═══ Working data ═══
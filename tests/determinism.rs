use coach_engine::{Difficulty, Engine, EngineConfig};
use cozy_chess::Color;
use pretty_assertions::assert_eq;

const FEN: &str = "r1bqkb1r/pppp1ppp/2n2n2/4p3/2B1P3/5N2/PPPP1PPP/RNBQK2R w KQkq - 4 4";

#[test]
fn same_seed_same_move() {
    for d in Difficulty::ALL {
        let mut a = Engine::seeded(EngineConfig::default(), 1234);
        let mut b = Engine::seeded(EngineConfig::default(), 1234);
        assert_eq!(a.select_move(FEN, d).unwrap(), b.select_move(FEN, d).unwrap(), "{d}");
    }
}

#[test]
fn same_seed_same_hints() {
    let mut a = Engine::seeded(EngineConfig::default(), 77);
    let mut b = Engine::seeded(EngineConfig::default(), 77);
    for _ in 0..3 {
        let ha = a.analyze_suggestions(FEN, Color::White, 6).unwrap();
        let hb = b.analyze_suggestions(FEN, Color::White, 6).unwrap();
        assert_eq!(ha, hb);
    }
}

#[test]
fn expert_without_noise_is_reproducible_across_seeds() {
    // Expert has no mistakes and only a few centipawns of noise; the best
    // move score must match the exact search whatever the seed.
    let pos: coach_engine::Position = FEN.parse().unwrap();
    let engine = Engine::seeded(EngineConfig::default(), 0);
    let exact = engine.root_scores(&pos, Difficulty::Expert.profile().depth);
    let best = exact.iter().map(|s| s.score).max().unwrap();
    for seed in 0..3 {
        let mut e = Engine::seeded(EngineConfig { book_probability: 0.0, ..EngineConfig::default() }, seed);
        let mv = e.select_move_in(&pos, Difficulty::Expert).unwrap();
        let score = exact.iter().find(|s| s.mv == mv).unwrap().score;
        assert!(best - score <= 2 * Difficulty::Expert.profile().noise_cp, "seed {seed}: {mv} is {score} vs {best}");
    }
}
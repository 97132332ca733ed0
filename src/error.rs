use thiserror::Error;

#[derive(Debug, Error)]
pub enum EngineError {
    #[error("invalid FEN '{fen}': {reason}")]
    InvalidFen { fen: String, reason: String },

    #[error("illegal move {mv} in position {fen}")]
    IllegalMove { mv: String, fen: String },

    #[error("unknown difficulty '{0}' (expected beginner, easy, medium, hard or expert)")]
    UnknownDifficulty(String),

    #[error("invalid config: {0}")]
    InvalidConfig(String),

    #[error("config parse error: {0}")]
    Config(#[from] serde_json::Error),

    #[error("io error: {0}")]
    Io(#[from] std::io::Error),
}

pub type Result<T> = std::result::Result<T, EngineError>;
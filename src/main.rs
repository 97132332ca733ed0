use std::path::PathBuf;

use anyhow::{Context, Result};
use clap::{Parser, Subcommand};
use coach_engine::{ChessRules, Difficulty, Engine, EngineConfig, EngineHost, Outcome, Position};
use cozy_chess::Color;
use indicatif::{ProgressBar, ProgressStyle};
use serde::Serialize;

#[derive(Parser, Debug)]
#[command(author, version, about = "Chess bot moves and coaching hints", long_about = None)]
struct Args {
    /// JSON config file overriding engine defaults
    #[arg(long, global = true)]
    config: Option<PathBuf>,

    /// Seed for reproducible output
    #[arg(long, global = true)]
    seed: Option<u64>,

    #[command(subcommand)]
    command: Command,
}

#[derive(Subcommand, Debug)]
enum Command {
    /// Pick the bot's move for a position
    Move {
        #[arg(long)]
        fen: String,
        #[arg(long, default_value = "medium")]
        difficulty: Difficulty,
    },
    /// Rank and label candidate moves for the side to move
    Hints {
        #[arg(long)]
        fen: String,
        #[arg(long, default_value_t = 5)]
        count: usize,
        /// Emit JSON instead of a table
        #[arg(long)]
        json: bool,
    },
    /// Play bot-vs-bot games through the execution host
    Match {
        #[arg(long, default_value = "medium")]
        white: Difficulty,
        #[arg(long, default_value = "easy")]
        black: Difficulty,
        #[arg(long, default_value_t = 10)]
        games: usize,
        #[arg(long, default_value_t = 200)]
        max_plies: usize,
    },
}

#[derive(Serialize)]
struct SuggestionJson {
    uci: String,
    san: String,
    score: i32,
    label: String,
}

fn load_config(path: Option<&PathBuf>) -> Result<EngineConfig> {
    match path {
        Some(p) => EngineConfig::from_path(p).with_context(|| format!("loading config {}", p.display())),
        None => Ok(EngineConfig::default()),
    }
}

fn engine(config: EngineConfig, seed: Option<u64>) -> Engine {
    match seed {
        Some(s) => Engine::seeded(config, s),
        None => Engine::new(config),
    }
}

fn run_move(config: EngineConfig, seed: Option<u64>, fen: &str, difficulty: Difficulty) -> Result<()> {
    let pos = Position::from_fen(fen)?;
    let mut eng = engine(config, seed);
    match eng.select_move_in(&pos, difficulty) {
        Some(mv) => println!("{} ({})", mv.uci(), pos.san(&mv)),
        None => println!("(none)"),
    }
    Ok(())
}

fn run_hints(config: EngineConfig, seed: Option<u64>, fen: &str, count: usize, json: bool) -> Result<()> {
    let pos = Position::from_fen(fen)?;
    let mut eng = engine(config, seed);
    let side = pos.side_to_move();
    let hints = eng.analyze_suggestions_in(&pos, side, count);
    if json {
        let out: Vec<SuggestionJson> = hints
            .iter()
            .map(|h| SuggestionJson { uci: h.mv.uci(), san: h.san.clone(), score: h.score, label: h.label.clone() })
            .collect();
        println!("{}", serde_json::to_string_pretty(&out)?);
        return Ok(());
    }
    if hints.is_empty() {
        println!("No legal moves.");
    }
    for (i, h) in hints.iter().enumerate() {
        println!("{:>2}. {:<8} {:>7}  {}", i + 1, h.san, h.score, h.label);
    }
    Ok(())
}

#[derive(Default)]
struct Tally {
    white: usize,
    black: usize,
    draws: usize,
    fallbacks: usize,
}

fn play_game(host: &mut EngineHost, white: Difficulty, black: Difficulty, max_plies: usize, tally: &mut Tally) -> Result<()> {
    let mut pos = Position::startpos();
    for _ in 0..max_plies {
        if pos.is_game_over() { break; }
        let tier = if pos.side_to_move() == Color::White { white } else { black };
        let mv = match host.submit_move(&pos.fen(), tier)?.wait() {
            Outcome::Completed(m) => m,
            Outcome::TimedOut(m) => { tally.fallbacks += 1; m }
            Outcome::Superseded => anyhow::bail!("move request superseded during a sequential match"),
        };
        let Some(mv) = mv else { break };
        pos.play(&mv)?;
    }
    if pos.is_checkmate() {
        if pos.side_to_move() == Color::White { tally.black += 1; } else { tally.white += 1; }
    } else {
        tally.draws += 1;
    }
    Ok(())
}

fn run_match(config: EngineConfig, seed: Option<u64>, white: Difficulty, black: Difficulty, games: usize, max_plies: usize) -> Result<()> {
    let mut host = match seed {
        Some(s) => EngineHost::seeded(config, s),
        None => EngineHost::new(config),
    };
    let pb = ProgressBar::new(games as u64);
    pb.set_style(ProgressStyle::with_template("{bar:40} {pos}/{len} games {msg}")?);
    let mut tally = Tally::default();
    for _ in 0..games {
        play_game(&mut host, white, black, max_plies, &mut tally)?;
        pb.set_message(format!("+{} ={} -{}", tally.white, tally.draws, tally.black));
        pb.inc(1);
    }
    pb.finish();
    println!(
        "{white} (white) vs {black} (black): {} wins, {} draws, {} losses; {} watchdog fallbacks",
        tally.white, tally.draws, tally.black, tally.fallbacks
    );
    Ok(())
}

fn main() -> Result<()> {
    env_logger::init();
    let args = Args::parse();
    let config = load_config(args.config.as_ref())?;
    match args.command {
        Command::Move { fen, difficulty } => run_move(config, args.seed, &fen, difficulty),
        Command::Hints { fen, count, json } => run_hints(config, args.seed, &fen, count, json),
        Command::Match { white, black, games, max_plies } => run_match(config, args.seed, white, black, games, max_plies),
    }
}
═══
** What needs to be done **
Select, from the listing, all lines that include the word "ProgressBar".

** Problem solution **
use indicatif::{ProgressBar, ProgressStyle};
    let pb = ProgressBar::new(games as u64);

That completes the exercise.